(DATA IN THIS EXERCISE)
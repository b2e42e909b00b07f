//! Shared serializable scalar types.

use ::serde::{Deserialize, Serialize};

/// Task identifier, unique for the lifetime of the generator that issued it.
pub type TaskId = u64;

/// Identifier of a worker within a pool.
pub type WorkerId = u32;

/// Scheduling priority used by priority-ordered queues.
#[derive(Debug, Clone, Copy, PartialEq, Eq, PartialOrd, Ord, Hash, Default, Serialize, Deserialize)]
#[serde(rename_all = "snake_case")]
pub enum Priority {
    /// Background work.
    Low,
    /// Default priority.
    #[default]
    Normal,
    /// Ahead of normal work.
    High,
    /// Always first.
    Critical,
}
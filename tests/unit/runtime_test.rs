//! Tests for the wire protocol, shared counters and channels

use std::sync::Arc;
use std::thread;
use std::time::Duration;

use nova_pool::core::{PoolError, TransferHandle};
use nova_pool::runtime::{
    message_channel, LocalSideChannel, RemoteError, RequestMessage, ResponseMessage, SharedCounters,
    SideChannel, WorkerMessage, FIELD_COUNT, REQUEST_COUNT_FIELD, RESPONSE_COUNT_FIELD,
};
use parking_lot::Mutex;
use serde_json::json;

#[test]
fn test_counter_layout() {
    assert_eq!(REQUEST_COUNT_FIELD, 0);
    assert_eq!(RESPONSE_COUNT_FIELD, 1);
    assert!(FIELD_COUNT >= 2);
}

#[test]
fn test_wait_for_change_wakes_on_increment() {
    let counters = SharedCounters::new();
    let producer = counters.clone();
    let waiter = thread::spawn(move || counters.wait_for_change(RESPONSE_COUNT_FIELD, 0, Duration::from_secs(5)));
    thread::sleep(Duration::from_millis(10));
    assert_eq!(producer.add_and_notify(RESPONSE_COUNT_FIELD), 1);
    assert_eq!(waiter.join().unwrap(), 1);
}

#[test]
fn test_wait_for_change_times_out() {
    let counters = SharedCounters::new();
    assert_eq!(
        counters.wait_for_change(REQUEST_COUNT_FIELD, 0, Duration::from_millis(10)),
        0
    );
}

#[test]
fn test_worker_message_wire_shape() {
    let ready = serde_json::to_value(WorkerMessage::Ready).unwrap();
    assert_eq!(ready, json!({"type": "ready"}));

    let response = WorkerMessage::Response(ResponseMessage::failed(
        4,
        RemoteError::new("Error", "bad"),
        16,
    ));
    let wire = serde_json::to_value(&response).unwrap();
    assert_eq!(wire["type"], "response");
    assert_eq!(wire["taskId"], 4);
    assert_eq!(wire["error"]["name"], "Error");
    assert_eq!(wire["usedMemory"], 16);
}

#[test]
fn test_remote_error_from_anyhow() {
    let err: RemoteError = anyhow::anyhow!("inner").context("outer").into();
    assert_eq!(err.name, "Error");
    assert!(err.message.contains("outer"));
    assert!(err.message.contains("inner"));
}

#[test]
fn test_detached_buffer_rejected() {
    let (port, _worker) = message_channel();
    let buf = TransferHandle::new(vec![1, 2, 3]);
    assert_eq!(buf.detach(), Some(vec![1, 2, 3]));
    let request = RequestMessage {
        task_id: 1,
        task: json!(null),
        filename: "worker.js".into(),
        name: "default".into(),
    };
    assert!(matches!(
        port.post_message(request, &[buf]),
        Err(PoolError::Dispatch(_))
    ));
}

#[test]
fn test_closed_port_rejects_posts() {
    let (port, _worker) = message_channel();
    port.close();
    let request = RequestMessage {
        task_id: 1,
        task: json!(null),
        filename: "worker.js".into(),
        name: "default".into(),
    };
    assert!(matches!(port.post_message(request, &[]), Err(PoolError::Dispatch(_))));
}

#[test]
fn test_side_channel_is_bidirectional() {
    let (left, right) = LocalSideChannel::pair();
    let from_right = Arc::new(Mutex::new(Vec::new()));
    let sink = Arc::clone(&from_right);
    left.on_message(Box::new(move |msg| sink.lock().push(msg)));
    right.post_message(json!({"progress": 50}));
    assert_eq!(*from_right.lock(), vec![json!({"progress": 50})]);
}
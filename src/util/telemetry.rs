//! Telemetry helpers for structured logging.

use tracing_subscriber::EnvFilter;

/// Filter used when `RUST_LOG` is unset.
pub const DEFAULT_LOG_FILTER: &str = "nova_pool=info";

/// Install a `fmt` subscriber filtered by `RUST_LOG`, falling back to
/// [`DEFAULT_LOG_FILTER`]. Does nothing if a subscriber is already set, so
/// applications can install their own first.
pub fn init_tracing() {
    if tracing::dispatcher::has_been_set() {
        return;
    }
    let filter = EnvFilter::try_from_default_env().unwrap_or_else(|_| EnvFilter::new(DEFAULT_LOG_FILTER));
    let _ = tracing_subscriber::fmt().with_env_filter(filter).try_init();
}
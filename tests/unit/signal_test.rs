//! Tests for cancellation signals and their adapters

use std::sync::atomic::{AtomicBool, AtomicU64, AtomicUsize, Ordering};
use std::sync::Arc;

use nova_pool::core::{
    AbortController, AbortListener, CancelSignal, EventEmitter, EventEmitterSignal, EventTarget,
    ListenerId, PoolError, TaskOutcome, TaskRecord,
};
use parking_lot::Mutex;
use serde_json::json;

#[derive(Default)]
struct EmitterState {
    listeners: Mutex<Vec<(ListenerId, AbortListener)>>,
    next: AtomicU64,
    fired: AtomicBool,
}

/// Minimal emitter-shaped signal.
#[derive(Clone, Default)]
struct Emitter(Arc<EmitterState>);

impl Emitter {
    fn emit(&self) {
        self.0.fired.store(true, Ordering::SeqCst);
        let listeners = std::mem::take(&mut *self.0.listeners.lock());
        for (_, listener) in listeners {
            listener();
        }
    }

    fn listener_count(&self) -> usize {
        self.0.listeners.lock().len()
    }
}

impl EventEmitter for Emitter {
    fn once(&self, listener: AbortListener) -> ListenerId {
        let id = ListenerId(self.0.next.fetch_add(1, Ordering::SeqCst));
        self.0.listeners.lock().push((id, listener));
        id
    }

    fn off(&self, id: ListenerId) {
        self.0.listeners.lock().retain(|(registered, _)| *registered != id);
    }

    fn aborted(&self) -> bool {
        self.0.fired.load(Ordering::SeqCst)
    }
}

#[test]
fn test_abort_controller_fires_once() {
    let controller = AbortController::new();
    let signal = controller.signal();
    let hits = Arc::new(AtomicUsize::new(0));
    let counter = Arc::clone(&hits);
    signal.add_event_listener(Box::new(move || {
        counter.fetch_add(1, Ordering::SeqCst);
    }));

    controller.abort(Some("first".into()));
    controller.abort(Some("second".into()));
    assert!(signal.aborted());
    assert_eq!(signal.reason().as_deref(), Some("first"));
    assert_eq!(hits.load(Ordering::SeqCst), 1);
}

#[test]
fn test_removed_listener_does_not_fire() {
    let controller = AbortController::new();
    let signal = controller.signal().into_cancel_signal();
    let fired = Arc::new(AtomicBool::new(false));
    let flag = Arc::clone(&fired);
    let id = signal.subscribe_once(Box::new(move || flag.store(true, Ordering::SeqCst)));
    signal.unsubscribe(id);
    controller.abort(None);
    assert!(!fired.load(Ordering::SeqCst));
}

#[test]
fn test_emitter_adapter_detaches_on_complete() {
    let emitter = Emitter::default();
    let signal: Arc<dyn CancelSignal> = Arc::new(EventEmitterSignal(emitter.clone()));
    let mut record = TaskRecord::new(1, json!(null), Vec::new(), "w", "n", Box::new(|_: TaskOutcome| {}))
        .with_cancel_signal(Arc::clone(&signal));
    let id = signal.subscribe_once(Box::new(|| {}));
    record.set_cancel_listener(id);
    assert_eq!(emitter.listener_count(), 1);

    record.complete(Ok(json!(1)));
    assert_eq!(emitter.listener_count(), 0);
}

#[test]
fn test_emitter_adapter_cancels_record() {
    let emitter = Emitter::default();
    let signal: Arc<dyn CancelSignal> = Arc::new(EventEmitterSignal(emitter.clone()));
    let outcome = Arc::new(Mutex::new(None));
    let sink = Arc::clone(&outcome);
    let record = Arc::new(Mutex::new(Some(TaskRecord::new(
        2,
        json!(null),
        Vec::new(),
        "w",
        "n",
        Box::new(move |result| *sink.lock() = Some(result)),
    ))));
    let target = Arc::clone(&record);
    signal.subscribe_once(Box::new(move || {
        if let Some(mut record) = target.lock().take() {
            record.cancel();
        }
    }));

    emitter.emit();
    assert!(signal.aborted());
    assert_eq!(*outcome.lock(), Some(Err(PoolError::Cancelled)));
}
(End DATA IN THIS EXERCISE)
- **TASK DETAILS**
Lines holding the string "EmitterState" must be copied out of the entries above.

- **EXERCISE OUTPUT**
struct EmitterState {
struct Emitter(Arc<EmitterState>);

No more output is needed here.